Required action ▸
When the line containing "#[derive(Debug)]" appears in the data below, begin copying there and stop only after the line containing "let past_marker = marker_offset".

Provided material ▸

use std::collections::HashSet;
use std::io::SeekFrom;
use std::path::{Path, PathBuf};

use log::{Level, debug, info, warn};
use serde::Serialize;

use super::MAGIC;
use super::boundary::find_end_probe;
use super::export::Exporter;
use super::name::recover_name_within;
use super::scan::find_marker;
use crate::log_or_err;
use crate::structs::record::Record;
use crate::utils::errors::ExtractError;
use crate::utils::stream::ByteStream;

/// What to do with the cursor when a marker has no end boundary.
#[derive(Debug, Clone, Copy, Default, PartialEq, Eq, Serialize)]
#[serde(rename_all = "snake_case")]
pub enum SkipPolicy {
    /// Keep scanning right after the failed marker.
    #[default]
    Resume,
    /// Continue from wherever the boundary probe stopped. The probe reads
    /// to the end of the stream when it fails, so this normally ends the run.
    Stop,
}

#[derive(Debug, Clone)]
pub struct ExtractOptions {
    pub skip_policy: SkipPolicy,
    /// Upper bound for the backward name scan, `None` scans to offset 0.
    pub name_lookback: Option<usize>,
    /// Events logged at or above this level abort the run instead.
    pub fail_level: Level,
    pub exporter: Exporter,
}

impl Default for ExtractOptions {
    fn default() -> Self {
        Self {
            skip_policy: SkipPolicy::default(),
            name_lookback: None,
            fail_level: Level::Error,
            exporter: Exporter::default(),
        }
    }
}

/// One step of the scan.
#[derive(Debug, Clone, PartialEq, Eq)]
pub enum Outcome {
    /// A marker with a valid end boundary.
    Extracted(Record),
    /// A marker without an end boundary.
    Skipped { marker_offset: usize, name: String },
}

#[derive(Debug, Clone, Copy, PartialEq, Eq)]
enum State {
    Scanning,
    EndOfStream,
}

/// Scan state machine over a [`ByteStream`].
///
/// Each call to [`next`](Iterator::next) searches for a marker from the
/// cursor, recovers its name and probes for its end:
///
/// - boundary found: yields [`Outcome::Extracted`], cursor moves to the end.
/// - no boundary: yields [`Outcome::Skipped`], cursor moves per [`SkipPolicy`].
/// - no marker: the iterator is exhausted for good.
///
/// The cursor only ever moves forward, so every stream is scanned in a
/// finite number of steps. No I/O happens here; see [`run`] for exporting.
///
/// # Example
///
/// ```rust
/// use rifx::process::extract::{ExtractOptions, Extractor};
/// use rifx::utils::stream::ByteStream;
///
/// let stream = ByteStream::from(vec![0u8; 1000]);
/// assert_eq!(Extractor::new(stream, ExtractOptions::default()).count(), 0);
/// ```
#[derive(Debug)]
pub struct Extractor {
    stream: ByteStream,
    state: State,
    skip_policy: SkipPolicy,
    name_lookback: Option<usize>,
    markers_found: usize,
}

impl Extractor {
    pub fn new(mut stream: ByteStream, options: ExtractOptions) -> Self {
        stream.seek(SeekFrom::Start(0));
        Self {
            stream,
            state: State::Scanning,
            skip_policy: options.skip_policy,
            name_lookback: options.name_lookback,
            markers_found: 0,
        }
    }

    /// Offset where the next marker search starts.
    pub fn position(&self) -> usize {
        self.stream.position()
    }

    pub fn stream(&self) -> &ByteStream {
        &self.stream
    }

    pub fn markers_found(&self) -> usize {
        self.markers_found
    }

    pub fn is_finished(&self) -> bool {
        self.state == State::EndOfStream
    }

    fn advance_to(&mut self, offset: usize) {
        debug_assert!(offset > self.stream.position());
        self.stream.seek(SeekFrom::Start(offset as u64));
    }
}

impl Iterator for Extractor {
    type Item = Outcome;

    fn next(&mut self) -> Option<Self::Item> {
        if self.state == State::EndOfStream {
            return None;
        }

        let Some(marker_offset) = find_marker(&self.stream, self.stream.position()) else {
            self.stream.seek(SeekFrom::End(0));
            self.state = State::EndOfStream;
            return None;
        };
        self.markers_found += 1;

        let name = recover_name_within(&self.stream, marker_offset, self.name_lookback);
        debug!("Marker at {marker_offset:#X}, recovered name {name}");

        let probe = find_end_probe(&self.stream, marker_offset);
        let record = probe.end.and_then(|end_offset| {
            Record::new(marker_offset, end_offset, name.as_str(), self.stream.len())
                .map_err(|err| warn!("Discarding record at {marker_offset:#X}: {err}"))
                .ok()
        });
        match record {
            Some(record) => {
                self.advance_to(record.end_offset);
                Some(Outcome::Extracted(record))
            }
            None => {
                let past_marker = marker_offset + MAGIC.len();
                let resume_at = match self.skip_policy {
                    SkipPolicy::Resume => past_marker,
                    SkipPolicy::Stop => probe.stopped_at.max(past_marker),
                };
                self.advance_to(resume_at);
                Some(Outcome::Skipped {
                    marker_offset,
                    name,
                })
            }
        }
    }
}

/// Runs the scan without writing anything.
pub fn scan(stream: ByteStream, options: &ExtractOptions) -> Vec<Outcome> {
    Extractor::new(stream, options.clone()).collect()
}

/// Hooks for following a [`run`] as it happens.
pub trait ExtractObserver {
    /// Called after every step with the cursor and the stream length.
    fn on_progress(&mut self, _position: usize, _len: usize) {}

    /// Called for each outcome before it is exported.
    fn on_outcome(&mut self, _outcome: &Outcome) {}
}

impl ExtractObserver for () {}

#[derive(Debug, Clone, PartialEq, Eq, Serialize)]
pub struct ExportedRecord {
    #[serde(flatten)]
    pub record: Record,
    pub path: PathBuf,
}

#[derive(Debug, Clone, PartialEq, Eq, Serialize)]
pub struct SkippedMarker {
    pub marker_offset: usize,
    pub name: String,
}

/// Summary of a finished [`run`].
#[derive(Debug, Clone, Default, PartialEq, Eq, Serialize)]
pub struct ExtractionReport {
    pub source: PathBuf,
    pub output_directory: PathBuf,
    pub bytes_scanned: usize,
    pub extracted: Vec<ExportedRecord>,
    pub skipped: Vec<SkippedMarker>,
}

impl ExtractionReport {
    pub fn extracted_count(&self) -> usize {
        self.extracted.len()
    }

    /// Exported paths in order, each listed once even when a later record
    /// overwrote an earlier one with the same name.
    pub fn unique_paths(&self) -> Vec<&Path> {
        let mut seen = HashSet::with_capacity(self.extracted.len());
        self.extracted
            .iter()
            .map(|exported| exported.path.as_path())
            .filter(|path| seen.insert(*path))
            .collect()
    }
}

/// Scans `source_path` and exports every record into `output_directory`.
///
/// The directory must already exist. Export failures abort the run. A
/// marker without an end boundary is logged at [`Level::Warn`] and skipped,
/// unless `options.fail_level` makes warnings fatal.
pub fn run(
    source_path: &Path,
    output_directory: &Path,
    options: &ExtractOptions,
    observer: &mut dyn ExtractObserver,
) -> Result<ExtractionReport, ExtractError> {
    let stream = ByteStream::open(source_path).map_err(|source| ExtractError::Open {
        path: source_path.to_path_buf(),
        source,
    })?;
    let len = stream.len();
    info!("Scanning {} ({len} bytes)", source_path.display());

    let mut report = ExtractionReport {
        source: source_path.to_path_buf(),
        output_directory: output_directory.to_path_buf(),
        ..Default::default()
    };

    let mut extractor = Extractor::new(stream, options.clone());
    while let Some(outcome) = extractor.next() {
        observer.on_outcome(&outcome);

        match outcome {
            Outcome::Extracted(record) => {
                info!("Audio header found at {:#X}", record.start_offset);
                let path = options.exporter.export(
                    source_path,
                    extractor.stream(),
                    output_directory,
                    &record,
                )?;
                info!("Saved {record}");
                report.extracted.push(ExportedRecord { record, path });
            }
            Outcome::Skipped {
                marker_offset,
                name,
            } => {
                info!("Audio header found at {marker_offset:#X}");
                log_or_err!(
                    options,
                    Level::Warn,
                    ExtractError::BoundaryNotFound(marker_offset)
                );
                report.skipped.push(SkippedMarker {
                    marker_offset,
                    name,
                });
            }
        }

        observer.on_progress(extractor.position(), len);
    }

    report.bytes_scanned = len;
    observer.on_progress(len, len);
    info!(
        "{} records extracted, {} markers skipped",
        report.extracted.len(),
        report.skipped.len()
    );

    Ok(report)
}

Task output ▸
#[derive(Debug)]
pub struct Extractor {
    stream: ByteStream,
    state: State,
    skip_policy: SkipPolicy,
    name_lookback: Option<usize>,
    markers_found: usize,
}

impl Extractor {
    pub fn new(mut stream: ByteStream, options: ExtractOptions) -> Self {
        stream.seek(SeekFrom::Start(0));
        Self {
            stream,
            state: State::Scanning,
            skip_policy: options.skip_policy,
            name_lookback: options.name_lookback,
            markers_found: 0,
        }
    }

    /// Offset where the next marker search starts.
    pub fn position(&self) -> usize {
        self.stream.position()
    }

    pub fn stream(&self) -> &ByteStream {
        &self.stream
    }

    pub fn markers_found(&self) -> usize {
        self.markers_found
    }

    pub fn is_finished(&self) -> bool {
        self.state == State::EndOfStream
    }

    fn advance_to(&mut self, offset: usize) {
        debug_assert!(offset > self.stream.position());
        self.stream.seek(SeekFrom::Start(offset as u64));
    }
}

impl Iterator for Extractor {
    type Item = Outcome;

    fn next(&mut self) -> Option<Self::Item> {
        if self.state == State::EndOfStream {
            return None;
        }

        let Some(marker_offset) = find_marker(&self.stream, self.stream.position()) else {
            self.stream.seek(SeekFrom::End(0));
            self.state = State::EndOfStream;
            return None;
        };
        self.markers_found += 1;

        let name = recover_name_within(&self.stream, marker_offset, self.name_lookback);
        debug!("Marker at {marker_offset:#X}, recovered name {name}");

        let probe = find_end_probe(&self.stream, marker_offset);
        let record = probe.end.and_then(|end_offset| {
            Record::new(marker_offset, end_offset, name.as_str(), self.stream.len())
                .map_err(|err| warn!("Discarding record at {marker_offset:#X}: {err}"))
                .ok()
        });
        match record {
            Some(record) => {
                self.advance_to(record.end_offset);
                Some(Outcome::Extracted(record))
            }
            None => {
                let past_marker = marker_offset + MAGIC.len();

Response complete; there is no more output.